If these are your feelings, you are not alone! Many business leaders are perplexed by the task of leading in an ever-increasing technological world. Yes, we are leaders of people, and yet it feels as if technology and other digital demands keep us from investing in our most valuable resource, our people.

In the midst of managing these exponential leaps in technology, there is a war for talent. We are challenged to attract, engage, and retain top-tier millennial talent – the fastest growing segment in our workforce.

However, Millennials, the techno-wizards, are not necessarily happy either. Here’s the paradox: Millennials are stepping into a world where one of the things they are good at—technology—may well be one of the things that hurts them most and undercuts their ability to flourish. They are living in a world where the predictions are that robots will soon take over their jobs.

It feels as if we’re getting mixed messages from the top. Do we need to choose between attracting and engaging top millennial talent and installing new, state-of-the-art technology? Not every industry needs the latest artificial intelligence, but everyone is feeling the pinch of staying on the leading edge of technology. How can we be an engaging leader in a world of robotics, AI, and digitization?

The Benefits of Engaging Leadership

According to the 2017 Gallup Workplace Report, employee disengagement is alarmingly high in America. They report that just over 30 percent of participants are engaged (love their jobs), 16 percent are actively disengaged (miserable and destroying what others are building), and 51 percent are not engaged (they’re just there).

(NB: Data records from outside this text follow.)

use std::collections::BTreeMap;

use async_trait::async_trait;
use chrono::{DateTime, Duration, SecondsFormat, Utc};
use serde::Serialize;
use thiserror::Error;

use courier_core::domain::action::{ActionLog, ActionLogId};
use courier_core::domain::idempotency::{
    CachedResponse, IdempotencyKey, IdempotencyRecord, IdempotencyRecordId,
};
use courier_core::domain::tenant::{Tenant, TenantId};

pub mod action_log;
pub mod idempotency;
pub mod lease;
pub mod memory;
pub mod tenant;

pub use action_log::SqlActionLogRepository;
pub use idempotency::SqlIdempotencyRepository;
pub use lease::SqlLeaseRepository;
pub use memory::{
    InMemoryActionLogRepository, InMemoryIdempotencyRepository, InMemoryLeaseRepository,
    InMemoryTenantRepository,
};
pub use tenant::SqlTenantRepository;

#[derive(Debug, Error)]
pub enum RepositoryError {
    #[error("database error: {0}")]
    Database(#[from] sqlx::Error),
    #[error("decode error: {0}")]
    Decode(String),
    #[error("contention: {0}")]
    Contention(String),
}

#[async_trait]
pub trait TenantRepository: Send + Sync {
    async fn find_by_id(&self, id: &TenantId) -> Result<Option<Tenant>, RepositoryError>;
    async fn find_by_api_key_hash(
        &self,
        api_key_hash: &str,
    ) -> Result<Option<Tenant>, RepositoryError>;
    async fn save(&self, tenant: Tenant) -> Result<(), RepositoryError>;
}

/// Result of the atomic placeholder insert for an idempotency key.
#[derive(Clone, Debug, PartialEq)]
pub enum ReserveOutcome {
    Reserved,
    /// Another request already holds the key; the current row is returned.
    Existing(IdempotencyRecord),
}

#[async_trait]
pub trait IdempotencyRepository: Send + Sync {
    /// Inserts `record` unless `(tenant_id, idempotency_key)` already exists.
    async fn try_reserve(
        &self,
        record: &IdempotencyRecord,
    ) -> Result<ReserveOutcome, RepositoryError>;

    /// Overwrites the stored row with `record` only if the stored row expired
    /// at or before `now`. Exactly one concurrent caller observes `true`.
    async fn reclaim_expired(
        &self,
        record: &IdempotencyRecord,
        now: DateTime<Utc>,
    ) -> Result<bool, RepositoryError>;

    async fn find(
        &self,
        tenant_id: &TenantId,
        key: &IdempotencyKey,
    ) -> Result<Option<IdempotencyRecord>, RepositoryError>;

    /// Writes the cached response for the reservation `id` if it has none yet.
    async fn finalize(
        &self,
        id: &IdempotencyRecordId,
        response: &CachedResponse,
        now: DateTime<Utc>,
    ) -> Result<bool, RepositoryError>;

    async fn delete_expired_batch(
        &self,
        now: DateTime<Utc>,
        limit: u32,
    ) -> Result<u64, RepositoryError>;

    async fn count_expired(&self, now: DateTime<Utc>) -> Result<u64, RepositoryError>;
}

#[async_trait]
pub trait ActionLogRepository: Send + Sync {
    async fn insert(&self, log: &ActionLog) -> Result<(), RepositoryError>;

    /// Persists `log` over a non-terminal row. Returns `false` when the stored
    /// row is missing or already terminal.
    async fn update(&self, log: &ActionLog) -> Result<bool, RepositoryError>;

    async fn find_by_id(&self, id: &ActionLogId) -> Result<Option<ActionLog>, RepositoryError>;

    /// Most recent first.
    async fn list_recent(
        &self,
        tenant_id: &TenantId,
        limit: u32,
    ) -> Result<Vec<ActionLog>, RepositoryError>;

    async fn list_for_idempotency_key(
        &self,
        tenant_id: &TenantId,
        key: &IdempotencyKey,
    ) -> Result<Vec<ActionLog>, RepositoryError>;

    async fn stats(&self, tenant_id: Option<&TenantId>) -> Result<ActionStats, RepositoryError>;
}

#[async_trait]
pub trait LeaseRepository: Send + Sync {
    /// Takes or renews `name` for `holder` until `now + ttl`. Fails while
    /// another holder's lease is unexpired.
    async fn try_acquire(
        &self,
        name: &str,
        holder: &str,
        ttl: Duration,
        now: DateTime<Utc>,
    ) -> Result<bool, RepositoryError>;

    async fn release(&self, name: &str, holder: &str) -> Result<bool, RepositoryError>;

    async fn current_holder(
        &self,
        name: &str,
        now: DateTime<Utc>,
    ) -> Result<Option<String>, RepositoryError>;
}

/// Aggregate view over `action_logs` for diagnostics.
#[derive(Clone, Debug, Default, PartialEq, Serialize)]
pub struct ActionStats {
    pub total: u64,
    pub by_status: BTreeMap<String, u64>,
    pub by_action_type: BTreeMap<String, u64>,
    pub by_provider: BTreeMap<String, u64>,
    pub average_latency_ms: Option<f64>,
}

impl ActionStats {
    pub fn from_logs<'a>(logs: impl IntoIterator<Item = &'a ActionLog>) -> Self {
        let mut stats = Self::default();
        let mut latency_total = 0_u64;
        let mut latency_count = 0_u64;

        for log in logs {
            stats.total += 1;
            *stats.by_status.entry(log.status.as_str().to_string()).or_default() += 1;
            *stats.by_action_type.entry(log.action_type.as_str().to_string()).or_default() += 1;
            let provider = log
                .metadata
                .get("provider")
                .and_then(serde_json::Value::as_str)
                .unwrap_or(UNKNOWN_PROVIDER);
            *stats.by_provider.entry(provider.to_string()).or_default() += 1;
            if let Some(latency) = log.latency_ms {
                latency_total += latency;
                latency_count += 1;
            }
        }

        stats.average_latency_ms =
            (latency_count > 0).then(|| latency_total as f64 / latency_count as f64);
        stats
    }
}

pub(crate) const UNKNOWN_PROVIDER: &str = "unknown";

/// Fixed-width UTC encoding so that text comparison in SQL is chronological.
pub(crate) fn encode_timestamp(value: DateTime<Utc>) -> String {
    value.to_rfc3339_opts(SecondsFormat::Micros, true)
}

pub(crate) fn parse_u32(column: &str, value: i64) -> Result<u32, RepositoryError> {
    u32::try_from(value).map_err(|_| {
        RepositoryError::Decode(format!(
            "invalid value for `{column}` (expected non-negative u32): {value}"
        ))
    })
}

pub(crate) fn parse_u64(column: &str, value: i64) -> Result<u64, RepositoryError> {
    u64::try_from(value).map_err(|_| {
        RepositoryError::Decode(format!(
            "invalid value for `{column}` (expected non-negative u64): {value}"
        ))
    })
}

pub(crate) fn parse_timestamp(
    column: &str,
    value: String,
) -> Result<DateTime<Utc>, RepositoryError> {
    DateTime::parse_from_rfc3339(&value).map(|timestamp| timestamp.with_timezone(&Utc)).map_err(
        |error| {
            RepositoryError::Decode(format!("invalid timestamp in `{column}`: `{value}` ({error})"))
        },
    )
}

pub(crate) fn parse_json<T: serde::de::DeserializeOwned>(
    column: &str,
    value: &str,
) -> Result<T, RepositoryError> {
    serde_json::from_str(value)
        .map_err(|error| RepositoryError::Decode(format!("invalid json in `{column}`: {error}")))
}

pub(crate) fn encode_json<T: Serialize>(
    column: &str,
    value: &T,
) -> Result<String, RepositoryError> {
    serde_json::to_string(value)
        .map_err(|error| RepositoryError::Decode(format!("could not encode `{column}`: {error}")))
}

In 2016, the Society for Human Resource Management made a compelling case about the benefits that come from an engaging leadership approach:

• 22 percent greater profitability
• 21 percent greater productivity
• 65 percent lower turnover

Millennials are reminding us of what the research shows – no matter how important the new AI or robotics system is, in order to attract, engage, and retain them, we need to do three important things.

Prioritize the Person, as Well as the Technology

“I want to be treated as an individual – not as a trend or a robot.”

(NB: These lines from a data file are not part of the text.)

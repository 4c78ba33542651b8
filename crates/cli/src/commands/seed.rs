use crate::commands::{with_migrated_pool, CommandResult};
use courier_db::{DemoSeedDataset, SeededTenant};

pub fn run() -> CommandResult {
    let result = with_migrated_pool("seed", |_, pool| async move {
        let seed_result = DemoSeedDataset::load(&pool)
            .await
            .map_err(|error| ("seed_execution", error.to_string(), 5u8))?;

        let verification = DemoSeedDataset::verify(&pool)
            .await
            .map_err(|error| ("seed_verification", error.to_string(), 6u8))?;

        if !verification.all_present {
            let message = verification_failure_message(&verification.checks);
            return Err(("seed_verification", message, 6u8));
        }

        Ok(seed_result.tenants_seeded)
    });

    match result {
        Ok(tenants) => CommandResult::success("seed", render_tenants(&tenants)),
        Err(failure) => failure,
    }
}

fn render_tenants(tenants: &[SeededTenant]) -> String {
    let lines: Vec<String> = tenants
        .iter()
        .map(|tenant| {
            format!("  - {}: {} ({})", tenant.tenant_id, tenant.api_key, tenant.description)
        })
        .collect();
    format!("demo tenants loaded:\n{}", lines.join("\n"))
}

fn verification_failure_message(checks: &[(&'static str, bool)]) -> String {
    let failed_checks =
        checks.iter().filter_map(|(check, passed)| (!passed).then_some(*check)).collect::<Vec<_>>();

    if failed_checks.is_empty() {
        "Some seed data failed to load".to_string()
    } else {
        format!("Seed verification failed for checks: {}", failed_checks.join(", "))
    }
}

Listen deeply. Listening is a tangible action that engaging leaders employ to demonstrate that they value the Millennials in their sphere of influence. They listen…then collaborate on how they might support their emerging leader’s goals to leverage their strengths, nurture their natural skills, and achieve their career goals.

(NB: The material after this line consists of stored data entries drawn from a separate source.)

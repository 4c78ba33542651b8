pub mod config;
pub mod doctor;
pub mod migrate;
pub mod seed;
pub mod sweep;

use courier_core::config::{AppConfig, LoadOptions};
use courier_db::{connect_with_settings, migrations, DbPool};
use serde::Serialize;

#[derive(Debug, Clone)]
pub struct CommandResult {
    pub exit_code: u8,
    pub output: String,
}

#[derive(Debug, Serialize)]
struct CommandOutcome {
    command: String,
    status: String,
    error_class: Option<String>,
    message: String,
    #[serde(skip_serializing_if = "Option::is_none")]
    details: Option<serde_json::Value>,
}

impl CommandResult {
    pub fn success(command: &str, message: impl Into<String>) -> Self {
        Self::success_with_details(command, message, None)
    }

    pub fn success_with_details(
        command: &str,
        message: impl Into<String>,
        details: Option<serde_json::Value>,
    ) -> Self {
        let payload = CommandOutcome {
            command: command.to_string(),
            status: "ok".to_string(),
            error_class: None,
            message: message.into(),
            details,
        };
        Self { exit_code: 0, output: serialize_payload(payload) }
    }

    pub fn failure(
        command: &str,
        error_class: &str,
        message: impl Into<String>,
        exit_code: u8,
    ) -> Self {
        let payload = CommandOutcome {
            command: command.to_string(),
            status: "error".to_string(),
            error_class: Some(error_class.to_string()),
            message: message.into(),
            details: None,
        };
        Self { exit_code, output: serialize_payload(payload) }
    }
}

/// `(error_class, message, exit_code)` carried out of a command's async block.
pub(crate) type StepError = (&'static str, String, u8);

/// Loads config, opens a migrated pool on a current-thread runtime and runs
/// `step` against it. Exit codes: 2 config, 3 runtime, 4 connect, 5 migrate.
pub(crate) fn with_migrated_pool<T, F, Fut>(command: &str, step: F) -> Result<T, CommandResult>
where
    F: FnOnce(AppConfig, DbPool) -> Fut,
    Fut: std::future::Future<Output = Result<T, StepError>>,
{
    let config = AppConfig::load(LoadOptions::default()).map_err(|error| {
        CommandResult::failure(
            command,
            "config_validation",
            format!("configuration issue: {error}"),
            2,
        )
    })?;

    let runtime = tokio::runtime::Builder::new_current_thread()
        .enable_all()
        .build()
        .map_err(|error| {
            CommandResult::failure(
                command,
                "runtime_init",
                format!("failed to initialize async runtime: {error}"),
                3,
            )
        })?;

    runtime
        .block_on(async {
            let pool = connect_with_settings(
                &config.database.url,
                config.database.max_connections,
                config.database.timeout_secs,
            )
            .await
            .map_err(|error| ("db_connectivity", error.to_string(), 4u8))?;
            migrations::run_pending(&pool)
                .await
                .map_err(|error| ("migration", error.to_string(), 5u8))?;

            let result = step(config, pool.clone()).await;
            pool.close().await;
            result
        })
        .map_err(|(error_class, message, exit_code)| {
            CommandResult::failure(command, error_class, message, exit_code)
        })
}

fn serialize_payload(payload: CommandOutcome) -> String {
    serde_json::to_string(&payload).unwrap_or_else(|error| {
        format!(
            "{{\"command\":\"unknown\",\"status\":\"error\",\
             \"error_class\":\"serialization\",\"message\":\"{}\"}}",
            error.to_string().replace('\\', "\\\\").replace('"', "\\\"")
        )
    })
}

Here’s the challenge. As experienced leaders, we have a wealth of knowledge, wisdom, and insight that we are excited to share with our younger counterparts. But what happens when we talk, and talk, and talk…and don’t listen? Our emerging leader loses trust. Then, they disengage. Why? Trust is at its lowest when we talk 75 – 80 percent of the time, and listen only 20 – 25 percent of the time.

What might happen if we spent 20 – 25 percent of our coaching and managing time asking insightful, probing questions, and then listening? Practical experience has proven that active listening improves collaboration, deepens relationships, and boosts productivity. By prioritizing and seeking to understand what makes your emerging leader flourish, you spark engagement.

Plus, you will gain even further insights from them on how to leverage technology to gain to tap new markets, gain market share, and enhance the customer experience.

Align Vision and Values

“I want to understand your vision and values so that I know how I’m making an impact. I want to be part of something bigger than the job you’ve hired me to do.”

Tapping into the goals, dreams, and aspirations of their Millennials – and create align with their company’s vision and values – is a driver for engagement focused leaders.

Emerging leaders often feel stuck and can’t see beyond the perceived drudgery of their ToDo List. They may struggle seeing how their everyday work has meaning and purpose. The result? Disengagement.

Reverse this trend by helping them see how they, and the work they are doing, fits into your company’s larger purpose. The clearer the picture is to them on how they are helping your customers and how they are making the world a better place, the more engaged they will be. They will live with high regard for their work, bringing fresh, human compassion, insights, and connection to a high-tech world.

Value Two-Way Mentoring

“I want to be more than a digital number in your database who gets a monthly paycheck. I want leadership that values my opinion and is geared to my career development opportunities.”

Two-way mentoring means that we seek not only to teach and train our emerging leaders, but also to learn from them.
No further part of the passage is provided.